'The Pitt' Creators Reveal Season 2 Would Come with a Sizable Time Jump (Exclusive)
The Pitt runs through ER. Not just in the form of the titular department, as the Max medical drama focuses on the real-time action of a trauma ward during a 15-hour shift. But the series shares a lot of DNA with the hit NBC show. The Pitt is created by R. Scott Gemmill, who worked extensively on the series, writing 32 episodes. ER creator John Wells is an executive producer on the series, as is Noah Wyle, pulling double duty as both an EP and scrubbing in once more in a new role, Dr. Robby. And, according to Gemmill, the spark for The Pitt itself even came out of an eventually abandoned idea for an ER reboot.

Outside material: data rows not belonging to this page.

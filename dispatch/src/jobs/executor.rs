use chrono::Utc;
use serde::Deserialize;
use std::sync::atomic::{AtomicBool, AtomicU64, Ordering};
use std::sync::Arc;
use std::time::{Duration, Instant};
use tokio::time::sleep;
use uuid::Uuid;

use crate::error::DispatchError;
use crate::jobs::engine::CallbackSet;
use crate::jobs::store::JobStore;
use crate::jobs::{Job, JobMode, JobProgress, JobState};
use crate::nonce::NonceManager;
use crate::rpc::client::receipt_succeeded;
use crate::rpc::RpcManager;
use crate::signer::{Signer, TransferRequest};

/// How often a parked executor re-checks its pause/cancel flags.
const PARK_POLL: Duration = Duration::from_millis(50);

/// Cooperative pause/cancel switch shared between the engine and one
/// executor. Checked between units of work, never preemptively.
#[derive(Clone, Default)]
pub struct ControlFlag {
    inner: Arc<ControlInner>,
}

#[derive(Default)]
struct ControlInner {
    paused: AtomicBool,
    cancelled: AtomicBool,
}

impl ControlFlag {
    pub fn new() -> Self {
        Self::default()
    }

    pub fn pause(&self) {
        self.inner.paused.store(true, Ordering::SeqCst);
    }

    pub fn resume(&self) {
        self.inner.paused.store(false, Ordering::SeqCst);
    }

    pub fn cancel(&self) {
        self.inner.cancelled.store(true, Ordering::SeqCst);
    }

    pub fn is_paused(&self) -> bool {
        self.inner.paused.load(Ordering::SeqCst)
    }

    pub fn is_cancelled(&self) -> bool {
        self.inner.cancelled.load(Ordering::SeqCst)
    }

    /// Park here between work units. Returns `false` once cancelled; while
    /// paused the flags are re-polled until resumed or cancelled.
    pub async fn checkpoint(&self) -> bool {
        loop {
            if self.is_cancelled() {
                return false;
            }
            if !self.is_paused() {
                return true;
            }
            sleep(PARK_POLL).await;
        }
    }
}

/// Sleep in small slices so a cancel lands within ~100ms instead of after
/// the whole interval. Returns `false` when cancelled mid-sleep.
pub(crate) async fn cooperative_sleep(ctl: &ControlFlag, duration: Duration) -> bool {
    let deadline = Instant::now() + duration;
    loop {
        if ctl.is_cancelled() {
            return false;
        }
        let now = Instant::now();
        if now >= deadline {
            return true;
        }
        sleep((deadline - now).min(Duration::from_millis(100))).await;
    }
}

/// Live counters for one running job, shared with the engine for progress
/// queries.
pub(crate) struct ProgressTracker {
    total: AtomicU64,
    done: AtomicU64,
    failed: AtomicU64,
    started_at: Instant,
}

impl ProgressTracker {
    pub(crate) fn new(total: u64) -> Self {
        Self {
            total: AtomicU64::new(total),
            done: AtomicU64::new(0),
            failed: AtomicU64::new(0),
            started_at: Instant::now(),
        }
    }

    fn inc_done(&self) {
        self.done.fetch_add(1, Ordering::Relaxed);
    }

    fn inc_failed(&self) {
        self.failed.fetch_add(1, Ordering::Relaxed);
    }

    pub(crate) fn counts(&self) -> (u64, u64, u64) {
        (
            self.total.load(Ordering::Relaxed),
            self.done.load(Ordering::Relaxed),
            self.failed.load(Ordering::Relaxed),
        )
    }

    fn eta_seconds(&self) -> Option<u64> {
        let (total, done, failed) = self.counts();
        let processed = done + failed;
        if processed == 0 || processed >= total {
            return None;
        }
        let elapsed = self.started_at.elapsed().as_secs_f64();
        if elapsed <= 0.0 {
            return None;
        }
        let rate = processed as f64 / elapsed;
        Some(((total - processed) as f64 / rate).round() as u64)
    }

    pub(crate) fn to_progress(&self, id: Uuid, state: JobState) -> JobProgress {
        let (total, done, failed) = self.counts();
        JobProgress {
            id,
            state,
            total,
            done,
            failed,
            eta_seconds: self.eta_seconds(),
        }
    }
}

pub(crate) enum ExecOutcome {
    Completed,
    Cancelled,
    Failed(String),
}

#[derive(Deserialize)]
struct BatchConfig {
    items: Vec<TransferRequest>,
}

#[derive(Deserialize)]
struct AutoBuyConfig {
    router: String,
    amount_in: u128,
    ticks: u32,
    interval_secs: u64,
    #[serde(default)]
    token: Option<String>,
    #[serde(default)]
    gas_limit: u64,
    #[serde(default)]
    gas_price: u128,
    #[serde(default)]
    data: Option<String>,
}

enum ReceiptOutcome {
    Confirmed,
    Rejected(String),
    Unknown,
}

/// One executor per job. Every item runs the same pipeline: reserve nonce,
/// sign, broadcast, watch for the receipt, settle the ticket.
pub(crate) struct ExecutorCtx {
    pub(crate) job: Job,
    pub(crate) store: Arc<dyn JobStore>,
    pub(crate) rpc: Arc<RpcManager>,
    pub(crate) nonces: Arc<NonceManager>,
    pub(crate) signer: Arc<dyn Signer>,
    pub(crate) ctl: ControlFlag,
    pub(crate) progress: Arc<ProgressTracker>,
    pub(crate) callbacks: Arc<CallbackSet>,
    pub(crate) receipt_wait: Duration,
    pub(crate) receipt_poll: Duration,
}

impl ExecutorCtx {
    pub(crate) async fn run(&self) -> ExecOutcome {
        match self.job.mode {
            JobMode::Distribution | JobMode::Rewards => {
                let cfg: BatchConfig = match serde_json::from_value(self.job.config.clone()) {
                    Ok(c) => c,
                    Err(e) => return ExecOutcome::Failed(format!("bad job config: {}", e)),
                };
                self.run_batch(cfg.items).await
            }
            JobMode::AutoBuy => {
                let cfg: AutoBuyConfig = match serde_json::from_value(self.job.config.clone()) {
                    Ok(c) => c,
                    Err(e) => return ExecOutcome::Failed(format!("bad job config: {}", e)),
                };
                self.run_auto_buy(cfg).await
            }
        }
    }

    async fn run_batch(&self, items: Vec<TransferRequest>) -> ExecOutcome {
        for item in &items {
            if !self.ctl.checkpoint().await {
                return ExecOutcome::Cancelled;
            }
            self.process_item(item).await;
            if let Err(e) = self.persist_progress().await {
                return ExecOutcome::Failed(format!("progress persist failed: {}", e));
            }
        }
        ExecOutcome::Completed
    }

    async fn run_auto_buy(&self, cfg: AutoBuyConfig) -> ExecOutcome {
        let request = TransferRequest {
            to: cfg.router.clone(),
            amount: cfg.amount_in,
            token: cfg.token.clone(),
            gas_limit: cfg.gas_limit,
            gas_price: cfg.gas_price,
            data: cfg.data.clone(),
        };

        for tick in 0..cfg.ticks {
            if tick > 0
                && !cooperative_sleep(&self.ctl, Duration::from_secs(cfg.interval_secs)).await
            {
                return ExecOutcome::Cancelled;
            }
            if !self.ctl.checkpoint().await {
                return ExecOutcome::Cancelled;
            }
            self.process_item(&request).await;
            if let Err(e) = self.persist_progress().await {
                return ExecOutcome::Failed(format!("progress persist failed: {}", e));
            }
        }
        ExecOutcome::Completed
    }

    /// Per-item failures mark the item failed, never the job.
    async fn process_item(&self, item: &TransferRequest) {
        match self.send_one(item).await {
            Ok(hash) => {
                self.progress.inc_done();
                tracing::debug!("📤 Sent to {}: {}", item.to, hash);
            }
            Err(e) => {
                self.progress.inc_failed();
                tracing::warn!("Transfer to {} failed: {}", item.to, e);
            }
        }
        let progress = self.progress.to_progress(self.job.id, JobState::Running);
        self.callbacks.notify_progress(&progress).await;
    }

    async fn send_one(&self, item: &TransferRequest) -> Result<String, DispatchError> {
        let ticket = self.nonces.reserve(self.signer.address()).await?;

        let signed = match self.signer.sign_transfer(item, ticket.nonce).await {
            Ok(s) => s,
            Err(e) => {
                let _ = self
                    .nonces
                    .fail(&ticket, &format!("signing failed: {}", e))
                    .await;
                return Err(e);
            }
        };

        let hash = match self.rpc.submit_raw_transaction(&signed.payload).await {
            Ok(h) => h,
            Err(e) => {
                // fail() runs its own nonce-too-low/too-high recovery off
                // the node's error text.
                let _ = self.nonces.fail(&ticket, &e.to_string()).await;
                return Err(e);
            }
        };

        self.nonces.complete(&ticket, &hash).await?;

        match self.await_receipt(&hash).await {
            ReceiptOutcome::Confirmed => {
                let _ = self.nonces.confirm(&ticket).await;
                Ok(hash)
            }
            ReceiptOutcome::Rejected(reason) => {
                let _ = self.nonces.fail(&ticket, &reason).await;
                Err(DispatchError::TransactionRejected { reason })
            }
            ReceiptOutcome::Unknown => {
                // The chain may still include it; the ticket stays PENDING
                // and shows up in nonce stats for the audit trail.
                tracing::warn!("No receipt for {} within window, leaving pending", hash);
                Ok(hash)
            }
        }
    }

    async fn await_receipt(&self, hash: &str) -> ReceiptOutcome {
        let deadline = Instant::now() + self.receipt_wait;
        loop {
            if self.ctl.is_cancelled() {
                return ReceiptOutcome::Unknown;
            }
            let lookup = self
                .rpc
                .execute(|client| {
                    let hash = hash.to_string();
                    async move { client.transaction_receipt(&hash).await }
                })
                .await;
            match lookup {
                Ok(Some(receipt)) => {
                    return if receipt_succeeded(&receipt) {
                        ReceiptOutcome::Confirmed
                    } else {
                        ReceiptOutcome::Rejected("receipt status 0x0".to_string())
                    };
                }
                Ok(None) => {}
                Err(e) => tracing::debug!("Receipt lookup for {} failed: {}", hash, e),
            }
            if Instant::now() >= deadline {
                return ReceiptOutcome::Unknown;
            }
            sleep(self.receipt_poll).await;
        }
    }

    /// Crash-safe accounting: counts hit the store after every item.
    async fn persist_progress(&self) -> Result<(), DispatchError> {
        let (total, done, failed) = self.progress.counts();
        let mut job = self.job.clone();
        job.state = if self.ctl.is_paused() {
            JobState::Paused
        } else {
            JobState::Running
        };
        job.total = total;
        job.done = done;
        job.failed = failed;
        job.updated_at = Utc::now();
        self.store.update_job(&job).await
    }
}

#[cfg(test)]
mod tests {
    use super::*;
    use serde_json::json;

    #[tokio::test]
    async fn checkpoint_passes_while_running() {
        let ctl = ControlFlag::new();
        assert!(ctl.checkpoint().await);
    }

    #[tokio::test]
    async fn checkpoint_returns_false_after_cancel() {
        let ctl = ControlFlag::new();
        ctl.cancel();
        assert!(!ctl.checkpoint().await);
    }

    #[tokio::test]
    async fn paused_checkpoint_parks_until_resume() {
        let ctl = ControlFlag::new();
        ctl.pause();

        let waiter = {
            let ctl = ctl.clone();
            tokio::spawn(async move { ctl.checkpoint().await })
        };
        sleep(Duration::from_millis(150)).await;
        assert!(!waiter.is_finished());

        ctl.resume();
        let passed = tokio::time::timeout(Duration::from_secs(1), waiter)
            .await
            .unwrap()
            .unwrap();
        assert!(passed);
    }

    #[tokio::test]
    async fn paused_checkpoint_honors_cancel() {
        let ctl = ControlFlag::new();
        ctl.pause();

        let waiter = {
            let ctl = ctl.clone();
            tokio::spawn(async move { ctl.checkpoint().await })
        };
        sleep(Duration::from_millis(100)).await;
        ctl.cancel();

        let passed = tokio::time::timeout(Duration::from_secs(1), waiter)
            .await
            .unwrap()
            .unwrap();
        assert!(!passed);
    }

    #[tokio::test]
    async fn cooperative_sleep_aborts_on_cancel() {
        let ctl = ControlFlag::new();
        let started = Instant::now();
        let sleeper = {
            let ctl = ctl.clone();
            tokio::spawn(async move { cooperative_sleep(&ctl, Duration::from_secs(60)).await })
        };
        sleep(Duration::from_millis(120)).await;
        ctl.cancel();

        let finished = tokio::time::timeout(Duration::from_secs(1), sleeper)
            .await
            .unwrap()
            .unwrap();
        assert!(!finished);
        assert!(started.elapsed() < Duration::from_secs(5));
    }

    #[test]
    fn eta_needs_at_least_one_processed_item() {
        let tracker = ProgressTracker::new(10);
        assert!(tracker.eta_seconds().is_none());
        tracker.inc_done();
        // One item done out of ten: some finite estimate exists.
        std::thread::sleep(Duration::from_millis(20));
        assert!(tracker.eta_seconds().is_some());
    }

    #[test]
    fn eta_disappears_when_everything_processed() {
        let tracker = ProgressTracker::new(2);
        tracker.inc_done();
        tracker.inc_failed();
        assert!(tracker.eta_seconds().is_none());
    }

    #[test]
    fn batch_config_parses_transfer_items() {
        let cfg: BatchConfig = serde_json::from_value(json!({
            "items": [
                { "to": "0xaa", "amount": 1500 },
                { "to": "0xbb", "amount": 2500, "token": "0xtoken" }
            ]
        }))
        .unwrap();
        assert_eq!(cfg.items.len(), 2);
        assert_eq!(cfg.items[1].token.as_deref(), Some("0xtoken"));
    }

    #[test]
    fn auto_buy_config_parses() {
        let cfg: AutoBuyConfig = serde_json::from_value(json!({
            "router": "0xrouter",
            "amount_in": 1000000,
            "ticks": 5,
            "interval_secs": 60
        }))
        .unwrap();
        assert_eq!(cfg.ticks, 5);
        assert!(cfg.data.is_none());
    }
}
use serde::Serialize;
use std::collections::VecDeque;
use std::sync::Arc;
use std::time::{Duration, Instant};
use tokio::sync::{watch, Mutex, RwLock};
use tokio::task::JoinHandle;

use crate::config::EndpointConfig;
use crate::error::DispatchError;
use crate::metrics::prometheus as metrics;
use crate::rpc::client::RpcClient;

const MAX_LATENCY_SAMPLES: usize = 50;
const UNHEALTHY_THRESHOLD: u32 = 3;
/// After this long without a probe touching a dead endpoint, it gets
/// re-armed so a transient outage cannot lock the pool out forever.
const RECOVERY_GRACE: Duration = Duration::from_secs(60);

#[derive(Debug)]
pub struct EndpointStats {
    pub url: String,
    pub priority: u32,
    latency_ms: VecDeque<f64>,
    pub success_count: u64,
    pub failure_count: u64,
    pub consecutive_failures: u32,
    pub is_healthy: bool,
    pub last_failure: Option<Instant>,
}

impl EndpointStats {
    fn new(url: String, priority: u32) -> Self {
        Self {
            url,
            priority,
            latency_ms: VecDeque::with_capacity(MAX_LATENCY_SAMPLES),
            success_count: 0,
            failure_count: 0,
            consecutive_failures: 0,
            is_healthy: true,
            last_failure: None,
        }
    }

    fn record_success(&mut self, latency_ms: f64) {
        self.success_count += 1;
        if !self.is_healthy {
            tracing::info!("✅ Endpoint {} recovered", self.url);
        }
        self.consecutive_failures = 0;
        self.is_healthy = true;
        self.latency_ms.push_back(latency_ms);
        if self.latency_ms.len() > MAX_LATENCY_SAMPLES {
            self.latency_ms.pop_front();
        }
    }

    fn record_failure(&mut self, now: Instant) {
        self.failure_count += 1;
        self.consecutive_failures += 1;
        self.last_failure = Some(now);
        if self.consecutive_failures >= UNHEALTHY_THRESHOLD && self.is_healthy {
            self.is_healthy = false;
            tracing::warn!(
                "❌ Endpoint {} marked unhealthy after {} consecutive failures",
                self.url,
                self.consecutive_failures
            );
        }
    }

    pub fn avg_latency_ms(&self) -> f64 {
        if self.latency_ms.is_empty() {
            return f64::INFINITY;
        }
        self.latency_ms.iter().sum::<f64>() / self.latency_ms.len() as f64
    }

    pub fn success_rate(&self) -> f64 {
        let total = self.success_count + self.failure_count;
        if total == 0 {
            1.0
        } else {
            self.success_count as f64 / total as f64
        }
    }
}

#[derive(Debug, Clone, Serialize)]
pub struct EndpointSnapshot {
    pub url: String,
    pub priority: u32,
    pub is_healthy: bool,
    pub avg_latency_ms: Option<f64>,
    pub success_count: u64,
    pub failure_count: u64,
    pub consecutive_failures: u32,
    pub success_rate: f64,
}

pub struct Endpoint {
    pub url: String,
    pub priority: u32,
    pub client: Arc<RpcClient>,
    pub stats: RwLock<EndpointStats>,
}

/// Periodic concurrent prober for every configured endpoint. Stats live for
/// the process lifetime; only this checker and the manager's
/// result-recording calls mutate them.
pub struct HealthChecker {
    endpoints: Arc<Vec<Arc<Endpoint>>>,
    probe_interval: Duration,
    probe_timeout: Duration,
    task: Mutex<Option<JoinHandle<()>>>,
    shutdown_tx: watch::Sender<bool>,
}

impl HealthChecker {
    pub fn new(
        configs: &[EndpointConfig],
        request_timeout: Duration,
        probe_interval: Duration,
        probe_timeout: Duration,
    ) -> Self {
        let endpoints: Vec<Arc<Endpoint>> = configs
            .iter()
            .map(|c| {
                Arc::new(Endpoint {
                    url: c.url.clone(),
                    priority: c.priority,
                    client: Arc::new(RpcClient::new(c.url.clone(), request_timeout)),
                    stats: RwLock::new(EndpointStats::new(c.url.clone(), c.priority)),
                })
            })
            .collect();

        tracing::info!("🌐 Health checker tracking {} endpoints", endpoints.len());

        let (shutdown_tx, _) = watch::channel(false);
        Self {
            endpoints: Arc::new(endpoints),
            probe_interval,
            probe_timeout,
            task: Mutex::new(None),
            shutdown_tx,
        }
    }

    pub async fn start(&self) {
        let endpoints = self.endpoints.clone();
        let probe_timeout = self.probe_timeout;
        let probe_interval = self.probe_interval;
        let mut shutdown_rx = self.shutdown_tx.subscribe();

        let handle = tokio::spawn(async move {
            tracing::info!("💓 Endpoint health probing started");
            let mut interval = tokio::time::interval(probe_interval);
            loop {
                tokio::select! {
                    _ = interval.tick() => {
                        probe_all(&endpoints, probe_timeout).await;
                    }
                    _ = shutdown_rx.changed() => {
                        tracing::info!("Endpoint health probing shutting down");
                        break;
                    }
                }
            }
        });
        *self.task.lock().await = Some(handle);
    }

    pub async fn stop(&self) {
        if self.shutdown_tx.send(true).is_ok() {
            if let Some(handle) = self.task.lock().await.take() {
                let _ = handle.await;
            }
        }
    }

    /// One probe cycle, outside the background loop. The probe binary uses
    /// this for its single-shot report.
    pub async fn probe_once(&self) {
        probe_all(&self.endpoints, self.probe_timeout).await;
    }

    pub fn endpoints(&self) -> &[Arc<Endpoint>] {
        &self.endpoints
    }

    pub async fn find(&self, url: &str) -> Option<Arc<Endpoint>> {
        self.endpoints.iter().find(|e| e.url == url).cloned()
    }

    /// Called by the manager after every real request so organic traffic
    /// feeds the same stats as probes.
    pub async fn record_result(&self, url: &str, latency_ms: f64, success: bool) {
        if let Some(ep) = self.find(url).await {
            let mut stats = ep.stats.write().await;
            if success {
                stats.record_success(latency_ms);
            } else {
                stats.record_failure(Instant::now());
            }
        }
    }

    /// Healthy endpoints sorted by (priority, average latency).
    pub async fn healthy_endpoints(&self) -> Vec<Arc<Endpoint>> {
        let mut scored = Vec::new();
        for ep in self.endpoints.iter() {
            let stats = ep.stats.read().await;
            if stats.is_healthy {
                scored.push((ep.clone(), stats.priority, stats.avg_latency_ms()));
            }
        }
        scored.sort_by(|a, b| a.1.cmp(&b.1).then(a.2.total_cmp(&b.2)));
        metrics::set_healthy_endpoints(scored.len());
        scored.into_iter().map(|(ep, _, _)| ep).collect()
    }

    /// Re-arm endpoints whose last failure is older than the grace window.
    async fn rearm_stale(&self, now: Instant) -> usize {
        let mut rearmed = 0;
        for ep in self.endpoints.iter() {
            let mut stats = ep.stats.write().await;
            if !stats.is_healthy {
                let stale = stats
                    .last_failure
                    .map(|t| now.saturating_duration_since(t) >= RECOVERY_GRACE)
                    .unwrap_or(true);
                if stale {
                    tracing::info!("🔁 Re-arming endpoint {} after cooldown", stats.url);
                    stats.is_healthy = true;
                    stats.consecutive_failures = 0;
                    rearmed += 1;
                }
            }
        }
        rearmed
    }

    pub async fn best_endpoint(&self) -> Result<Arc<Endpoint>, DispatchError> {
        let healthy = self.healthy_endpoints().await;
        if let Some(best) = healthy.first() {
            return Ok(best.clone());
        }
        // Total blackout: give cooled-down endpoints one more chance before
        // declaring failure.
        if self.rearm_stale(Instant::now()).await > 0 {
            if let Some(best) = self.healthy_endpoints().await.first() {
                return Ok(best.clone());
            }
        }
        Err(DispatchError::NoHealthyEndpoint)
    }

    pub async fn snapshot(&self) -> Vec<EndpointSnapshot> {
        let mut out = Vec::with_capacity(self.endpoints.len());
        for ep in self.endpoints.iter() {
            let stats = ep.stats.read().await;
            let avg = stats.avg_latency_ms();
            out.push(EndpointSnapshot {
                url: stats.url.clone(),
                priority: stats.priority,
                is_healthy: stats.is_healthy,
                avg_latency_ms: avg.is_finite().then_some(avg),
                success_count: stats.success_count,
                failure_count: stats.failure_count,
                consecutive_failures: stats.consecutive_failures,
                success_rate: stats.success_rate(),
            });
        }
        out
    }
}

async fn probe_all(endpoints: &Arc<Vec<Arc<Endpoint>>>, probe_timeout: Duration) {
    let handles: Vec<_> = endpoints
        .iter()
        .cloned()
        .map(|ep| tokio::spawn(probe_endpoint(ep, probe_timeout)))
        .collect();
    for h in handles {
        let _ = h.await;
    }
}

async fn probe_endpoint(ep: Arc<Endpoint>, probe_timeout: Duration) {
    let started = Instant::now();
    let result = tokio::time::timeout(probe_timeout, async {
        ep.client.block_number().await?;
        ep.client.chain_id().await?;
        Ok::<(), DispatchError>(())
    })
    .await;

    let latency_ms = started.elapsed().as_secs_f64() * 1000.0;
    let mut stats = ep.stats.write().await;
    match result {
        Ok(Ok(())) => stats.record_success(latency_ms),
        Ok(Err(e)) => {
            tracing::debug!("Probe failed for {}: {}", ep.url, e);
            stats.record_failure(Instant::now());
        }
        Err(_) => {
            tracing::debug!("Probe timed out for {}", ep.url);
            stats.record_failure(Instant::now());
        }
    }
}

"I was just excited that I would have all the access to the original footage and do flashbacks with Noah to when he was in his 20s," Gemmill said about the project in an exclusive interview with Parade. "And no one in the history of television has ever been able to do that. Whether he was teaching or whatever, we'd be able to go back and see him learning the process. But it didn't come to fruition, and so we had to come up with something new. And in the end, I'm glad, in some ways. Because what we ended up with was completely different and challenging for us. And I think the audience has definitely responded in kind."
Indeed, to say The Pitt is different from ER would be an understatement. While it sports a similar lead actor and creative team, the pace is much more frantic. Gemmill has a map on his wall of the set, with notes dedicated to which person is in each room to make sure nobody gets lost in the fray. We follow the doctors as they juggle from patient to patient, barely having time to eat or even go to the bathroom. So far, through six episodes, The Pitt has run the gamut of medical issues. The newest arc seems to be focused on a disagreement between a young woman and her mother over whether to get an abortion. And, while some fans may feel this is a sign The Pitt will filter issues of today through the trauma ward, according to Wells, everything they cover still has a root in medicine above all.
"We will now start to hear from lots of advocacy groups who feel like, 'Can you tell a story about our issue?' And we'll get these packets, which have a lot of stuff in it," he admits. "All of it's useful in a certain way. But we'll basically say, 'Have you, as a physician, dealt with this?' Because we have all these nurses and doctors who work with us. And they'll say, 'No, this never comes up,' or 'This is way too esoteric,' or 'This happens three times a week.' And the 'this happens three times a week' stories are the ones that end up in the show.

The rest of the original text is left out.